The beauty of teaching Science is the more you learn, the more there is to wonder. The challenge of teaching Science is making content accessible when so much is unobservable.

The well-known saying ‘communication is the key to success’ is highly relevant when teaching VCE Biology. The subject focuses on cell to cell communication including the role of neurotransmitters – the chemical messengers of the body – to coordinate muscle and gland responses.

The role of a Science teacher is much like that of a neurotransmitter, a messenger organising and communicating information in a sequenced, organised and pertinent manner.

VCE Biology is a modern and relevant subject that brings science to life for students when explained through familiar contexts. To facilitate student understanding in VCE Biology at St Catherine’s School a variety of strategies are undertaken, including:

• the use of analogies to bring real life understanding to complex concepts.
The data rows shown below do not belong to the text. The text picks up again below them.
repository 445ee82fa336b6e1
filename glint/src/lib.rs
pub mod app;
pub mod render;
pub mod renderer;
pub mod settings;

pub use app::{App, Event, InputState, Reply, ViewportSize};
pub use renderer::Renderer;
pub use settings::Settings;
// src/models/user.rs

use serde::{Deserialize, Serialize};
use sqlx::FromRow;
use validator::Validate;

/// Represents the 'users' table in the database.
#[derive(Debug, Clone, FromRow, Serialize, Deserialize)]
pub struct User {
    pub id: i64,

    /// Unique username.
    pub username: String,

    pub email: Option<String>,

    /// Argon2 password hash.
    /// Skipped during serialization to prevent leaking sensitive data.
    #[serde(skip)]
    pub password: String,

    /// User role: 'student' or 'faculty'.
    pub role: String,

    pub created_at: Option<chrono::DateTime<chrono::Utc>>,
}

/// DTO for registration. Profile fields depend on the requested role:
/// students carry a stream, faculty a subject.
#[derive(Debug, Deserialize, Validate)]
pub struct RegisterRequest {
    #[validate(length(
        min = 3,
        max = 50,
        message = "Username length must be between 3 and 50 characters."
    ))]
    pub username: String,
    #[validate(length(
        min = 4,
        max = 128,
        message = "Password length must be between 4 and 128 characters."
    ))]
    pub password: String,
    #[validate(email)]
    pub email: Option<String>,
    pub role: String,
    #[validate(length(max = 200))]
    pub address: Option<String>,
    #[validate(length(max = 100))]
    pub stream: Option<String>,
    #[validate(length(max = 100))]
    pub subject: Option<String>,
}

/// DTO for user login.
#[derive(Debug, Deserialize, Validate)]
pub struct LoginRequest {
    #[validate(length(min = 1, max = 50))]
    pub username: String,
    #[validate(length(min = 1, max = 128))]
    pub password: String,
}

/// Aggregated profile data for the current user. The statistics block
/// differs per role, hence the optional fields.
#[derive(Debug, Serialize)]
pub struct MeResponse {
    pub id: i64,
    pub username: String,
    pub email: Option<String>,
    pub role: String,
    pub created_at: Option<chrono::DateTime<chrono::Utc>>,
    #[serde(skip_serializing_if = "Option::is_none")]
    pub address: Option<String>,
    #[serde(skip_serializing_if = "Option::is_none")]
    pub stream: Option<String>,
    #[serde(skip_serializing_if = "Option::is_none")]
    pub subject: Option<String>,
    // Student statistics
    #[serde(skip_serializing_if = "Option::is_none")]
    pub completed_exams: Option<i64>,
    #[serde(skip_serializing_if = "Option::is_none")]
    pub total_score: Option<i64>,
    // Faculty statistics
    #[serde(skip_serializing_if = "Option::is_none")]
    pub questions_count: Option<i64>,
    #[serde(skip_serializing_if = "Option::is_none")]
    pub exams_count: Option<i64>,
}
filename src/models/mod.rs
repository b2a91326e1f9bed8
// src/models/mod.rs

pub mod attempt;
pub mod exam;
pub mod notification;
pub mod paper;
pub mod question;
pub mod user;
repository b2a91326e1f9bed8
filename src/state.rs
use crate::config::Config;
use axum::extract::FromRef;
use sqlx::SqlitePool;

#[derive(Clone)]
pub struct AppState {
    pub pool: SqlitePool,
    pub config: Config,
}

impl FromRef<AppState> for SqlitePool {
    fn from_ref(state: &AppState) -> Self {
        state.pool.clone()
    }
}

impl FromRef<AppState> for Config {
    fn from_ref(state: &AppState) -> Self {
        state.config.clone()
    }
}
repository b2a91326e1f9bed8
// src/config.rs

use dotenvy::dotenv;
use std::env;

/// Analytics pass threshold, as a percentage of the paper's total marks.
pub const PASS_MARK_PERCENTAGE: f64 = 50.0;

/// Pagination bounds for list endpoints.
pub const DEFAULT_PAGE_SIZE: i64 = 20;
pub const MAX_PAGE_SIZE: i64 = 100;

#[derive(Debug, Clone)]
pub struct Config {
    pub database_url: String,
    pub jwt_secret: String,
    pub jwt_expiration: u64,
    pub port: u16,
    pub rust_log: String,
}

impl Config {
    pub fn from_env() -> Self {
        dotenv().ok();

        let database_url = env::var("DATABASE_URL").expect("DATABASE_URL must be set");

        let jwt_secret = env::var("JWT_SECRET").expect("JWT_SECRET must be set");

        let jwt_expiration = env::var("JWT_EXPIRATION")
            .ok()
            .and_then(|v| v.parse().ok())
            .unwrap_or(3600);

        let port = env::var("PORT")
            .ok()
            .and_then(|v| v.parse().ok())
            .unwrap_or(3000);

        let rust_log = env::var("RUST_LOG").unwrap_or_else(|_| "info".to_string());

        Self {
            database_url,
            jwt_secret,
            jwt_expiration,
            port,
            rust_log,
        }
    }
}
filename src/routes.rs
// src/routes.rs

use axum::{
    Router,
    http::Method,
    middleware,
    routing::{get, post, put},
};
use tower_http::{cors::CorsLayer, trace::TraceLayer};

use crate::{
    handlers::{attempt, auth, exam, notification, paper, profile, question, report},
    state::AppState,
    utils::{
        headers::security_headers,
        jwt::{auth_middleware, faculty_middleware, student_middleware},
    },
};

/// Assembles the main application router.
///
/// * Merges all sub-routers (auth, questions, papers, exams, notifications).
/// * Applies global middleware (Trace, CORS, security headers).
/// * Injects global state (Database Pool + Config).
pub fn create_router(state: AppState) -> Router {
    let origins = [
        "http://localhost:3000".parse().unwrap(),
        "http://127.0.0.1:3000".parse().unwrap(),
    ];

    let cors = CorsLayer::new()
        .allow_origin(origins)
        .allow_methods([Method::GET, Method::POST, Method::PUT, Method::DELETE])
        .allow_headers([
            axum::http::header::AUTHORIZATION,
            axum::http::header::CONTENT_TYPE,
        ]);

    let auth_routes = Router::new()
        .route("/register", post(auth::register))
        .route("/login", post(auth::login));

    let question_routes = Router::new()
        .route(
            "/",
            get(question::list_questions).post(question::create_question),
        )
        .route(
            "/{id}",
            put(question::update_question).delete(question::delete_question),
        )
        .layer(middleware::from_fn(faculty_middleware))
        .layer(middleware::from_fn_with_state(
            state.clone(),
            auth_middleware,
        ));

    let paper_routes = Router::new()
        .route("/", get(paper::list_papers).post(paper::create_paper))
        .route("/wizard", post(paper::create_paper_wizard))
        .route(
            "/{id}",
            get(paper::get_paper)
                .put(paper::update_paper)
                .delete(paper::delete_paper),
        )
        .layer(middleware::from_fn(faculty_middleware))
        .layer(middleware::from_fn_with_state(
            state.clone(),
            auth_middleware,
        ));

    // GET /exams serves both roles, so create_exam carries its own role
    // check instead of a router-level faculty gate.
    let exam_routes = Router::new()
        .route("/", get(exam::list_exams).post(exam::create_exam))
        .route(
            "/{id}",
            get(exam::get_exam)
                .put(exam::update_exam)
                .delete(exam::delete_exam),
        )
        .route("/{id}/results", get(attempt::exam_results))
        .merge(
            Router::new()
                .route("/{id}/submit", post(attempt::submit_exam))
                .layer(middleware::from_fn(student_middleware)),
        )
        .merge(
            Router::new()
                .route("/{id}/analytics", get(report::exam_analytics))
                .layer(middleware::from_fn(faculty_middleware)),
        )
        .layer(middleware::from_fn_with_state(
            state.clone(),
            auth_middleware,
        ));

    let student_routes = Router::new()
        .route("/progress", get(report::student_progress))
        .layer(middleware::from_fn(student_middleware))
        .layer(middleware::from_fn_with_state(
            state.clone(),
            auth_middleware,
        ));

    let notification_routes = Router::new()
        .route("/", get(notification::list_notifications))
        .route("/{id}/read", post(notification::mark_read))
        .layer(middleware::from_fn_with_state(
            state.clone(),
            auth_middleware,
        ));

    let me_routes = Router::new()
        .route("/", get(profile::get_me))
        .layer(middleware::from_fn_with_state(
            state.clone(),
            auth_middleware,
        ));

    Router::new()
        .nest("/api/v1/auth", auth_routes)
        .nest("/api/v1/questions", question_routes)
        .nest("/api/v1/papers", paper_routes)
        .nest("/api/v1/exams", exam_routes)
        .nest("/api/v1/student", student_routes)
        .nest("/api/v1/notifications", notification_routes)
        .nest("/api/v1/me", me_routes)
        // Global Middleware (applied from outside in)
        .layer(TraceLayer::new_for_http())
        .layer(cors)
        .layer(middleware::from_fn(security_headers))
        .with_state(state)
}
// src/utils/notify.rs
//
// Fire-and-forget notification delivery. Handlers never wait on (or fail
// because of) a notification insert; failures are logged and dropped.

use sqlx::SqlitePool;

use crate::utils::jwt::ROLE_STUDENT;

pub const KIND_WELCOME: &str = "WELCOME";
pub const KIND_EXAM_CREATED: &str = "EXAM_CREATED";
pub const KIND_RESULT_READY: &str = "RESULT_READY";

/// Queue a notification for a single recipient on a background task.
pub fn dispatch(
    pool: SqlitePool,
    recipient_id: i64,
    kind: &'static str,
    title: String,
    message: String,
    exam_id: Option<i64>,
) {
    tokio::spawn(async move {
        let res = sqlx::query(
            "INSERT INTO notifications (recipient_id, kind, title, message, exam_id)
             VALUES (?1, ?2, ?3, ?4, ?5)",
        )
        .bind(recipient_id)
        .bind(kind)
        .bind(&title)
        .bind(&message)
        .bind(exam_id)
        .execute(&pool)
        .await;

        if let Err(e) = res {
            tracing::warn!("Failed to deliver {} notification to user {}: {:?}", kind, recipient_id, e);
        }
    });
}

/// Queue a notification for every student on a background task.
pub fn broadcast_students(
    pool: SqlitePool,
    kind: &'static str,
    title: String,
    message: String,
    exam_id: Option<i64>,
) {
    tokio::spawn(async move {
        let res = sqlx::query(
            "INSERT INTO notifications (recipient_id, kind, title, message, exam_id)
             SELECT id, ?1, ?2, ?3, ?4 FROM users WHERE role = ?5",
        )
        .bind(kind)
        .bind(&title)
        .bind(&message)
        .bind(exam_id)
        .bind(ROLE_STUDENT)
        .execute(&pool)
        .await;

        match res {
            Ok(done) => {
                tracing::debug!("{} broadcast reached {} students", kind, done.rows_affected())
            }
            Err(e) => tracing::warn!("Failed to broadcast {} notification: {:?}", kind, e),
        }
    });
}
For example, how molecules cause cellular responses can be compared to a party invitation arriving by mail and the chain of activities that it triggers or how enzyme concentration can affect the rate of reaction is comparable to the number of turnstiles available at the Melbourne Cricket Ground.
• exploring the complexity of protein structures through the tactile use of pipe cleaners
• the use of lollies to model biological molecules
• animations to bring microscopic concepts to life

Creating meaningful connections to the Biology curriculum for students ensures they have more confidence and success in their biological general knowledge. Everyday examples clarify and extend scientific concepts and assist them to feel comfortable in applying their knowledge to new situations, something which is particularly helpful when under examination conditions. My hope is that the foundation is set for students to continue to learn and wonder.
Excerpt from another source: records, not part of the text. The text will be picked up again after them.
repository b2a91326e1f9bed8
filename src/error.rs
// src/error.rs

use axum::{
    Json,
    http::StatusCode,
    response::{IntoResponse, Response},
};
use serde_json::json;
use std::fmt;

/// Global Application Error Enum.
/// Centralizes error handling and mapping to HTTP responses.
#[derive(Debug)]
pub enum AppError {
    // 500 Internal Server Error
    InternalServerError(String),

    // 400 Bad Request
    BadRequest(String),

    // 401 Unauthorized
    AuthError(String),

    // 403 Forbidden (e.g., touching another professor's exam)
    Forbidden(String),

    // 404 Not Found
    NotFound(String),

    // 409 Conflict (e.g., duplicate username, duplicate attempt)
    Conflict(String),
}

impl fmt::Display for AppError {
    fn fmt(&self, f: &mut fmt::Formatter<'_>) -> fmt::Result {
        write!(f, "{:?}", self)
    }
}

impl std::error::Error for AppError {}

/// Converts the error into a JSON response with appropriate HTTP status code.
/// Internal details are logged, never sent to the client.
impl IntoResponse for AppError {
    fn into_response(self) -> Response {
        let (status, error_message) = match self {
            AppError::InternalServerError(msg) => {
                tracing::error!("Internal Server Error: {}", msg);
                (
                    StatusCode::INTERNAL_SERVER_ERROR,
                    "Internal Server Error".to_string(),
                )
            }
            AppError::BadRequest(msg) => (StatusCode::BAD_REQUEST, msg),
            AppError::AuthError(msg) => (StatusCode::UNAUTHORIZED, msg),
            AppError::Forbidden(msg) => (StatusCode::FORBIDDEN, msg),
            AppError::NotFound(msg) => (StatusCode::NOT_FOUND, msg),
            AppError::Conflict(msg) => (StatusCode::CONFLICT, msg),
        };
        let body = Json(json!({
            "error": error_message,
        }));

        (status, body).into_response()
    }
}

/// Allows using the `?` operator on database queries.
impl From<sqlx::Error> for AppError {
    fn from(err: sqlx::Error) -> Self {
        AppError::InternalServerError(err.to_string())
    }
}

impl From<serde_json::Error> for AppError {
    fn from(err: serde_json::Error) -> Self {
        AppError::BadRequest(err.to_string())
    }
}
// src/models/notification.rs

use serde::{Deserialize, Serialize};
use sqlx::prelude::FromRow;

/// Represents the 'notifications' table: in-app messages delivered to a user
/// by background tasks (welcome, new exam, result ready).
#[derive(Debug, Clone, FromRow, Serialize, Deserialize)]
pub struct Notification {
    pub id: i64,
    pub recipient_id: i64,
    pub kind: String,
    pub title: String,
    pub message: String,
    pub exam_id: Option<i64>,
    pub is_read: bool,
    pub created_at: Option<chrono::DateTime<chrono::Utc>>,
}

/// Query params for the notification list.
#[derive(Debug, Deserialize)]
pub struct NotificationListParams {
    /// When true, only unread notifications are returned.
    pub unread: Option<bool>,
}
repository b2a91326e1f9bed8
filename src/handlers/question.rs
// src/handlers/question.rs

use axum::{
    Extension, Json,
    extract::{Path, Query, State},
    http::StatusCode,
    response::IntoResponse,
};
use serde::Deserialize;
use sqlx::SqlitePool;
use validator::Validate;

use crate::{
    config::{DEFAULT_PAGE_SIZE, MAX_PAGE_SIZE},
    error::AppError,
    models::question::{CreateQuestionRequest, Question, UpdateQuestionRequest, normalize_answer},
    utils::{html::clean_html, jwt::Claims},
};

#[derive(Debug, Deserialize)]
pub struct ListParams {
    pub limit: Option<i64>,
    pub offset: Option<i64>,
}

/// Lists the caller's question bank, newest first.
pub async fn list_questions(
    State(pool): State<SqlitePool>,
    Extension(claims): Extension<Claims>,
    Query(params): Query<ListParams>,
) -> Result<impl IntoResponse, AppError> {
    let limit = params.limit.unwrap_or(DEFAULT_PAGE_SIZE).clamp(1, MAX_PAGE_SIZE);
    let offset = params.offset.unwrap_or(0).max(0);

    let questions = sqlx::query_as::<_, Question>(
        r#"
        SELECT id, faculty_id, text, option_a, option_b, option_c, option_d,
               answer, max_marks, created_at
        FROM questions
        WHERE faculty_id = ?1
        ORDER BY id DESC
        LIMIT ?2 OFFSET ?3
        "#,
    )
    .bind(claims.user_id())
    .bind(limit)
    .bind(offset)
    .fetch_all(&pool)
    .await?;

    Ok(Json(questions))
}

/// Creates a new question in the caller's bank.
pub async fn create_question(
    State(pool): State<SqlitePool>,
    Extension(claims): Extension<Claims>,
    Json(payload): Json<CreateQuestionRequest>,
) -> Result<impl IntoResponse, AppError> {
    if let Err(validation_errors) = payload.validate() {
        return Err(AppError::BadRequest(validation_errors.to_string()));
    }

    let answer = normalize_answer(&payload.answer)?;

    let question = sqlx::query_as::<_, Question>(
        r#"
        INSERT INTO questions (faculty_id, text, option_a, option_b, option_c, option_d, answer, max_marks)
        VALUES (?1, ?2, ?3, ?4, ?5, ?6, ?7, ?8)
        RETURNING id, faculty_id, text, option_a, option_b, option_c, option_d,
                  answer, max_marks, created_at
        "#,
    )
    .bind(claims.user_id())
    .bind(clean_html(&payload.text))
    .bind(clean_html(&payload.option_a))
    .bind(clean_html(&payload.option_b))
    .bind(clean_html(&payload.option_c))
    .bind(clean_html(&payload.option_d))
    .bind(&answer)
    .bind(payload.max_marks)
    .fetch_one(&pool)
    .await
    .map_err(|e| {
        tracing::error!("Failed to create question: {:?}", e);
        AppError::from(e)
    })?;

    Ok((StatusCode::CREATED, Json(question)))
}

/// Fetches a question and verifies the caller owns it.
async fn owned_question(
    pool: &SqlitePool,
    id: i64,
    faculty_id: i64,
) -> Result<Question, AppError> {
    let question = sqlx::query_as::<_, Question>(
        r#"
        SELECT id, faculty_id, text, option_a, option_b, option_c, option_d,
               answer, max_marks, created_at
        FROM questions WHERE id = ?1
        "#,
    )
    .bind(id)
    .fetch_optional(pool)
    .await?
    .ok_or(AppError::NotFound("Question not found".to_string()))?;

    if question.faculty_id != faculty_id {
        return Err(AppError::Forbidden(
            "You can only modify your own questions".to_string(),
        ));
    }

    Ok(question)
}

/// Updates a question. Owner only.
pub async fn update_question(
    State(pool): State<SqlitePool>,
    Extension(claims): Extension<Claims>,
    Path(id): Path<i64>,
    Json(payload): Json<UpdateQuestionRequest>,
) -> Result<impl IntoResponse, AppError> {
    let existing = owned_question(&pool, id, claims.user_id()).await?;

    let answer = match &payload.answer {
        Some(a) => normalize_answer(a)?,
        None => existing.answer,
    };

    let question = sqlx::query_as::<_, Question>(
        r#"
        UPDATE questions
        SET text = ?1, option_a = ?2, option_b = ?3, option_c = ?4, option_d = ?5,
            answer = ?6, max_marks = ?7
        WHERE id = ?8
        RETURNING id, faculty_id, text, option_a, option_b, option_c, option_d,
                  answer, max_marks, created_at
        "#,
    )
    .bind(payload.text.as_deref().map(clean_html).unwrap_or(existing.text))
    .bind(payload.option_a.as_deref().map(clean_html).unwrap_or(existing.option_a))
    .bind(payload.option_b.as_deref().map(clean_html).unwrap_or(existing.option_b))
    .bind(payload.option_c.as_deref().map(clean_html).unwrap_or(existing.option_c))
    .bind(payload.option_d.as_deref().map(clean_html).unwrap_or(existing.option_d))
    .bind(&answer)
    .bind(payload.max_marks.unwrap_or(existing.max_marks))
    .bind(id)
    .fetch_one(&pool)
    .await?;

    Ok(Json(question))
}

/// Deletes a question. Owner only.
pub async fn delete_question(
    State(pool): State<SqlitePool>,
    Extension(claims): Extension<Claims>,
    Path(id): Path<i64>,
) -> Result<impl IntoResponse, AppError> {
    owned_question(&pool, id, claims.user_id()).await?;

    sqlx::query("DELETE FROM questions WHERE id = ?1")
        .bind(id)
        .execute(&pool)
        .await?;

    Ok(StatusCode::NO_CONTENT)
}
Interested in learning more? Find out what alcohol, Botox and biological warfare have in common below!

What do alcohol, ICE, Botox and biological warfare all have in common?

Neurotransmitters!

Neurotransmitters are how nerve cells communicate with each other.

Nerve cells communicate with other nerve cells using electrical impulses along the nerve fibres (axons) to the synapse. This is followed by a chemical component, the neurotransmitter, to transmit the nerve impulse across the synapse (the gap between two nerve cells) to the next nerve cell or muscle cell.

There are two main classes of neurotransmitters. Excitatory and inhibitory.

One common example of an excitatory neurotransmitter is acetylcholine. These transmitters cause an electrical impulse to occur in the next cell (usually a muscle). The students have learnt that there must be specific complementary shaped receptors for the neurotransmitter on the next cell as well as a critical concentration of the neurotransmitter. This allows positively charged ions enter for the next neuron to respond with an electrical impulse.

Not all neurotransmitters are excitatory. Inhibitory neurotransmitters prevent the next cell from responding. One inhibitory neurotransmitter is called GABA. When it attaches to its receptor in the post synaptic membrane, chloride ions with a negative charge enter the post synaptic neuron. This makes the firing of another electrical impulse less likely.

These excitatory and inhibitory neurotransmitters work together to allow fine coordination of our nervous system that we can take for granted.

What we put into our bodies can affect this fine coordination.

• Alcohol (ethanol) binds to the GABA receptors and the chloride ions continue to enter for longer. It also increases the amount of GABA, an inhibitory neurotransmitter, released from the presynaptic neuron therefore the neurons are less likely to fire, explaining some of the sedative effects of alcohol. Ethanol also reduces the effect of an excitatory neurotransmitter which is an important chemical for learning and memory which may explain some memory loss associated with drinking.

 

• Botox is the trade name of a drug based on the botulism toxin.When locally injected in small amounts, it is used to treat severe muscle spasms or uncontrollable sweating, and can be used for cosmetic purposes. This is because Botox blocks the release of the neurotransmitter acetylcholine, interfering with a muscle’s ability to contract.

• Sarin (the nerve gas used in the Tokyo subway in 1995 and in Syria in 2013) interferes with the breakdown of the neurotransmitter acetylcholine at the post synaptic membrane. The neurotransmitter does not get broken down in the synapse as it should. Acetylcholine accumulates which causes a lack of control, particularly of the muscles associated with breathing and death results.